▶ **Work item**
Transcribe the lines from the start of the data below through the line with "pub struct Config", word for word and nothing more.

Excerpts from a dataset:
▼

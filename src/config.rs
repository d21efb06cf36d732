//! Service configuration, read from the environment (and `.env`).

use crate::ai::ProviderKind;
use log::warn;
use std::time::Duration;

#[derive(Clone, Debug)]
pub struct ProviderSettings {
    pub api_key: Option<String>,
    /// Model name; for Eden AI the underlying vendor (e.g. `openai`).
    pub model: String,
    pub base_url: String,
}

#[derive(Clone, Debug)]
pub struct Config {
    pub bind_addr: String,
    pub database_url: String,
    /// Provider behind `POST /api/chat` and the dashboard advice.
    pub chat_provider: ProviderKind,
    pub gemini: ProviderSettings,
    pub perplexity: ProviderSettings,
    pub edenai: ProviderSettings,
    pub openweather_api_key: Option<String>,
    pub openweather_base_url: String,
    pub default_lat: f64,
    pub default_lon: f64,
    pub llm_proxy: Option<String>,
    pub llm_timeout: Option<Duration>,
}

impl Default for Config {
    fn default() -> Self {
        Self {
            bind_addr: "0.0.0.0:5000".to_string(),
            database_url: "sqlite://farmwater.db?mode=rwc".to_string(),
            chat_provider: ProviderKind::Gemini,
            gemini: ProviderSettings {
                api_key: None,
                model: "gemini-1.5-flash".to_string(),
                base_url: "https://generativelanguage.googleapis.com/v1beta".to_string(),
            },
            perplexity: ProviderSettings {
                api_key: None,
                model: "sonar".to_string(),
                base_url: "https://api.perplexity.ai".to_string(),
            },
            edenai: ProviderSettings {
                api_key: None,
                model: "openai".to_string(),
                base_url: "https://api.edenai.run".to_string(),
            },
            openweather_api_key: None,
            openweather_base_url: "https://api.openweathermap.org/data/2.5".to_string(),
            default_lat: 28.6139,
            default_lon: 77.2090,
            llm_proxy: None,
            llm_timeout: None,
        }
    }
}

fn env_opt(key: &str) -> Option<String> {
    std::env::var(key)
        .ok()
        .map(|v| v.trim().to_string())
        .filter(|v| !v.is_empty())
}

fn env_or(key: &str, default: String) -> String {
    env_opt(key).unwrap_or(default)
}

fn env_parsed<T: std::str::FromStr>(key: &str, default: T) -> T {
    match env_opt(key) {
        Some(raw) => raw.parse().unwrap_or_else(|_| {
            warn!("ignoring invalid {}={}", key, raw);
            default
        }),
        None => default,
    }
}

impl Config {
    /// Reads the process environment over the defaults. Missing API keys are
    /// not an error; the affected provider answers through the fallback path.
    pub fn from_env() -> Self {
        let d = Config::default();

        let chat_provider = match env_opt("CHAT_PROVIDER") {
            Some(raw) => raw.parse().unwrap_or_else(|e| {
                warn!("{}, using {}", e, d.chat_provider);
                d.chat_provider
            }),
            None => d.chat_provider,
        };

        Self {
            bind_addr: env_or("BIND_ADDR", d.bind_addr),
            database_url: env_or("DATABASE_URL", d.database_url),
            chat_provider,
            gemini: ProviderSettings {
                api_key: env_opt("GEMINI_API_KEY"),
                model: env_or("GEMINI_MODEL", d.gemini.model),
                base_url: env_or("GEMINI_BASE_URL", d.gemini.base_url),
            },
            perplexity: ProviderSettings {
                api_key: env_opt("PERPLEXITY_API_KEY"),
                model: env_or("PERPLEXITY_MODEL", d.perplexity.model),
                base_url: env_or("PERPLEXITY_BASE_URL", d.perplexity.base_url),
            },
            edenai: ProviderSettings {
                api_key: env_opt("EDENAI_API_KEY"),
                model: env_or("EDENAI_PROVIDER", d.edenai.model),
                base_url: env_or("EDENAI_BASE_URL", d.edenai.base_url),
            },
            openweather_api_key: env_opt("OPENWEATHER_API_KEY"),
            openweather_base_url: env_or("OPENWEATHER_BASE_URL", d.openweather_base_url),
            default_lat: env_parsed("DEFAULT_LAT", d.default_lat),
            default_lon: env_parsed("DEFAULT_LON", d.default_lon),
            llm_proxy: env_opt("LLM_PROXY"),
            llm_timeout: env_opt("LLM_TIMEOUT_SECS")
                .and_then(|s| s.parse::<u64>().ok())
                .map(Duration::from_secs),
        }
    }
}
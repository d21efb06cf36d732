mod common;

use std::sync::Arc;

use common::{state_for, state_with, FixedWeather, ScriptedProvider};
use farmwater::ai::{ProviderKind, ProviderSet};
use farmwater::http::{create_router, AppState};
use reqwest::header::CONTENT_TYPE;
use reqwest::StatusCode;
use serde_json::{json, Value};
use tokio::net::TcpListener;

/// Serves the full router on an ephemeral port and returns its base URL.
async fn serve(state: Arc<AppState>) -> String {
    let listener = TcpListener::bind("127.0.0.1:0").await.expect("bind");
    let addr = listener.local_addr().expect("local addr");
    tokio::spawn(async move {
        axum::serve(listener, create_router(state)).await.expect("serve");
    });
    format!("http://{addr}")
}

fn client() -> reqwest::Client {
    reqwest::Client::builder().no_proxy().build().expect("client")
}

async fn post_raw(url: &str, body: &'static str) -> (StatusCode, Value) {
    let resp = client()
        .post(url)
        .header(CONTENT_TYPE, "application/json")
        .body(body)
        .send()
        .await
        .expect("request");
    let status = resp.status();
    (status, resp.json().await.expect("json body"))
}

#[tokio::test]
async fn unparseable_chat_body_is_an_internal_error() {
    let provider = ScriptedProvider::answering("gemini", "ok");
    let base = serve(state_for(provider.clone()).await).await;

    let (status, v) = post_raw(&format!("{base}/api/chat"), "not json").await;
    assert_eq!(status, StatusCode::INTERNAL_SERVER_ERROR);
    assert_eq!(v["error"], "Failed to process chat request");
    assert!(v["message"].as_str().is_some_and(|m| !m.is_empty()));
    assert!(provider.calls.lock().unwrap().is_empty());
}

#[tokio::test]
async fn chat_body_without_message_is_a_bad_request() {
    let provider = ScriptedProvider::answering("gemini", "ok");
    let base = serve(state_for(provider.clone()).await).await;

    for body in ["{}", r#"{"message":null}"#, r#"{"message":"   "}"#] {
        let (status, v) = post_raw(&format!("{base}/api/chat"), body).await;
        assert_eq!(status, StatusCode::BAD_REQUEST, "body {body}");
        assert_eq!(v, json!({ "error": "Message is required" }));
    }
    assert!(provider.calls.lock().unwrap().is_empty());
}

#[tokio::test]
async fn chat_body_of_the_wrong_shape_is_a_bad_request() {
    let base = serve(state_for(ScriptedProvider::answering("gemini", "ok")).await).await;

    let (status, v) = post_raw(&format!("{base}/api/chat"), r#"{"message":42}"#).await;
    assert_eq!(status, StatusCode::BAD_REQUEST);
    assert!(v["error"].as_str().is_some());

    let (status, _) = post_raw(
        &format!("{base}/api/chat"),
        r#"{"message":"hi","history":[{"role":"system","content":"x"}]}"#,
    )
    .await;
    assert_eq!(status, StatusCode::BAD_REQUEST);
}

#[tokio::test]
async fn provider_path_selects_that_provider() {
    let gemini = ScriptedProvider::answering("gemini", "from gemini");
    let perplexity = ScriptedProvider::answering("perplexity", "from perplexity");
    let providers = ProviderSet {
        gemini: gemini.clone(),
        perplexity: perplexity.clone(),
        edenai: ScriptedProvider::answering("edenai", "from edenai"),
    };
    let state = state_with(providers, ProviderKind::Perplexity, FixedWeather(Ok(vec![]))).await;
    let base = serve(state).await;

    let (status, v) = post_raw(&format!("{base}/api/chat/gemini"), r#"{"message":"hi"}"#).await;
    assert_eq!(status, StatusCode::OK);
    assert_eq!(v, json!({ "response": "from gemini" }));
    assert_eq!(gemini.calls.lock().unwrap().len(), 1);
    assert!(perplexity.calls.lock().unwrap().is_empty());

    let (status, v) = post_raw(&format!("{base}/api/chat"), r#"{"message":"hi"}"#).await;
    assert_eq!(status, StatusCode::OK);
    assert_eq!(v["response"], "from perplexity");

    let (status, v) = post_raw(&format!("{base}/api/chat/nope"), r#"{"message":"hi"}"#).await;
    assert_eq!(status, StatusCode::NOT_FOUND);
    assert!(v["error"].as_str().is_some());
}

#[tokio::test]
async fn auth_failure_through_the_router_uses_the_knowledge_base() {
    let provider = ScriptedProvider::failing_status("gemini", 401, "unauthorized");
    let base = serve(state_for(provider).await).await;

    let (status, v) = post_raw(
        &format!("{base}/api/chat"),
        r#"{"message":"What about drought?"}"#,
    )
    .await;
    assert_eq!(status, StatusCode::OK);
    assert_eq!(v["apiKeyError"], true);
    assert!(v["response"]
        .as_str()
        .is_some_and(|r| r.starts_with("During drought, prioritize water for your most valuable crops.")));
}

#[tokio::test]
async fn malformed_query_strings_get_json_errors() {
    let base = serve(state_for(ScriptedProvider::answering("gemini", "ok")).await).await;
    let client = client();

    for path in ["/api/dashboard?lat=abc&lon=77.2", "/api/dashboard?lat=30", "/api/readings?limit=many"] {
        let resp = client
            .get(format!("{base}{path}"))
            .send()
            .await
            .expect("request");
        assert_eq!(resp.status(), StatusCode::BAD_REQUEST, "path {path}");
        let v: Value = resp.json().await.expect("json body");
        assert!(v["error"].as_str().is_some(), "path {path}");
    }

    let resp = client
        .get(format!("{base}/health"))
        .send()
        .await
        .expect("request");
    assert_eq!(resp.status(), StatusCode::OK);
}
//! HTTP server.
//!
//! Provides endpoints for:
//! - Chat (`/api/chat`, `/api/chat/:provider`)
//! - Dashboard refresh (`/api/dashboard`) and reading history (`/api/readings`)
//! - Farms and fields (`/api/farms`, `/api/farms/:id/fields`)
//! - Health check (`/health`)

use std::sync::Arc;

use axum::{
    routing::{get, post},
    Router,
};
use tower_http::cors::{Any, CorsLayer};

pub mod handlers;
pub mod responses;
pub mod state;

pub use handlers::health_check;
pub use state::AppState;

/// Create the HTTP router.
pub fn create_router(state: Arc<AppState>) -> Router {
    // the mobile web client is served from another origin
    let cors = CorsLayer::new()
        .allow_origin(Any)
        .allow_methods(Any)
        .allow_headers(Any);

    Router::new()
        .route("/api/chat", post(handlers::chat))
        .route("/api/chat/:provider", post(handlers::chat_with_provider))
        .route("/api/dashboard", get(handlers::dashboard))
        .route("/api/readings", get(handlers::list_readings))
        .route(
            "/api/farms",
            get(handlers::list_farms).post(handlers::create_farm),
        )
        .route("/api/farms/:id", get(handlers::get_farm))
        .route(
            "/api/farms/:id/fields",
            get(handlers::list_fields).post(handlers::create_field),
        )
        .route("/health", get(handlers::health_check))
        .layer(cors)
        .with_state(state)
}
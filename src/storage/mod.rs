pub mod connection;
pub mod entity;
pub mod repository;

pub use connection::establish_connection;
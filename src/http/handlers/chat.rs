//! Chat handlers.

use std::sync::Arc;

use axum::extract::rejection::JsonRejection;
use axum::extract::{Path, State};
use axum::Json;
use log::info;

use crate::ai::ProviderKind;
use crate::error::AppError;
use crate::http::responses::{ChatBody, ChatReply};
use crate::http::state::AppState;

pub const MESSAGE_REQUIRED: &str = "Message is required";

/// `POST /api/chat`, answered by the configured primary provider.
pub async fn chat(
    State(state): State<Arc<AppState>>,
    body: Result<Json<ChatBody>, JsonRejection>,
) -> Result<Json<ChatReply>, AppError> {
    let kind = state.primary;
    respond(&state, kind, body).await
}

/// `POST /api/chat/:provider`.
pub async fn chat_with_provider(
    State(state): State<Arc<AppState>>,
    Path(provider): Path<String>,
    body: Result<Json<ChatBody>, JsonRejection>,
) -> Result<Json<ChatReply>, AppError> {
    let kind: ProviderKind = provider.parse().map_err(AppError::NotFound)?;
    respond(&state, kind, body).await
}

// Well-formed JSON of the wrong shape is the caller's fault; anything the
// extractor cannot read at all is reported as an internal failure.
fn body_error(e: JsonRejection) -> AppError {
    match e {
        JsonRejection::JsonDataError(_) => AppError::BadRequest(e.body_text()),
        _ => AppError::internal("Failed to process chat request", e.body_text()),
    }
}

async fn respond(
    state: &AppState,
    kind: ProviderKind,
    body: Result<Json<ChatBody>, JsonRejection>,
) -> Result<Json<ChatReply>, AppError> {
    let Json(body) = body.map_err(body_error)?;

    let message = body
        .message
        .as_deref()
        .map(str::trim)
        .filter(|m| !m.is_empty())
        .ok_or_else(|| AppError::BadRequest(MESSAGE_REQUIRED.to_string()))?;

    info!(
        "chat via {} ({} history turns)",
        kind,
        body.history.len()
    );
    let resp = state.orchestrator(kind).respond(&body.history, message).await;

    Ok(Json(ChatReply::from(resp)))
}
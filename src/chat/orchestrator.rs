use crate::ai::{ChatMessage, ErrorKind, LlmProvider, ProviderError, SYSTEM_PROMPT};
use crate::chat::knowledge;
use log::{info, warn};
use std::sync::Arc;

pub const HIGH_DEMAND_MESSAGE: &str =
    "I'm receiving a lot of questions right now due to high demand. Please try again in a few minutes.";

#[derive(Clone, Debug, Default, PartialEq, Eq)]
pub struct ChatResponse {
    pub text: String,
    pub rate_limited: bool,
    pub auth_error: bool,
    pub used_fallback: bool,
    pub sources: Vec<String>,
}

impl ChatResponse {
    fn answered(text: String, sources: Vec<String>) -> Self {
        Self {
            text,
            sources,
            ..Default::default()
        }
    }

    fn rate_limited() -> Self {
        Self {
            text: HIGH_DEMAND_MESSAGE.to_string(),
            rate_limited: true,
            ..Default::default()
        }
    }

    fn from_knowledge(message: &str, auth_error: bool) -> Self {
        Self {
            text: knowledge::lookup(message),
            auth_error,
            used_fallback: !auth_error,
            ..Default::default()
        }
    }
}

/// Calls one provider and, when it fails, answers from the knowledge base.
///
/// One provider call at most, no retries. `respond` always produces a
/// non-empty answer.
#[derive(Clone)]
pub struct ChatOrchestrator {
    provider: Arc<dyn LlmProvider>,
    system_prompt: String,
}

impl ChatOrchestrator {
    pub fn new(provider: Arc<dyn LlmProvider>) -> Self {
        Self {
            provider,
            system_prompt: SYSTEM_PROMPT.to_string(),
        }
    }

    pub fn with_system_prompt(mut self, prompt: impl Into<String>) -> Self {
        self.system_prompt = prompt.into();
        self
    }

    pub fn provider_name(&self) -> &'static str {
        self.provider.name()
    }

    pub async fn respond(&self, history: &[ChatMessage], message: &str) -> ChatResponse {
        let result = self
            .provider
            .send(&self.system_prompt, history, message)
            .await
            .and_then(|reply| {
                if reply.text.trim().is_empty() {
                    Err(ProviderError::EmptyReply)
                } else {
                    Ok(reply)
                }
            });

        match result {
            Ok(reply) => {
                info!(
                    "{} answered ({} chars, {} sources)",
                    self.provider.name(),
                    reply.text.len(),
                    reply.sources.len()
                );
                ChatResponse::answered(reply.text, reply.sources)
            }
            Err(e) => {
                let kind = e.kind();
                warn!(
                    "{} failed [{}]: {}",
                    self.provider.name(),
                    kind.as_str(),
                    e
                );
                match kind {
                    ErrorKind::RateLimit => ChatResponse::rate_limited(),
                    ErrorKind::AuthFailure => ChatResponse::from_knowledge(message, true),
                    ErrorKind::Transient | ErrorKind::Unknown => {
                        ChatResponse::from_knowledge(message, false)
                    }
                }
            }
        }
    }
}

▲

▶ **Output of the task**
filename src/config.rs
repository d21efb06cf36d732
//! Service configuration, read from the environment (and `.env`).

use crate::ai::ProviderKind;
use log::warn;
use std::time::Duration;

#[derive(Clone, Debug)]
pub struct ProviderSettings {
    pub api_key: Option<String>,
    /// Model name; for Eden AI the underlying vendor (e.g. `openai`).
    pub model: String,
    pub base_url: String,
}

#[derive(Clone, Debug)]
pub struct Config {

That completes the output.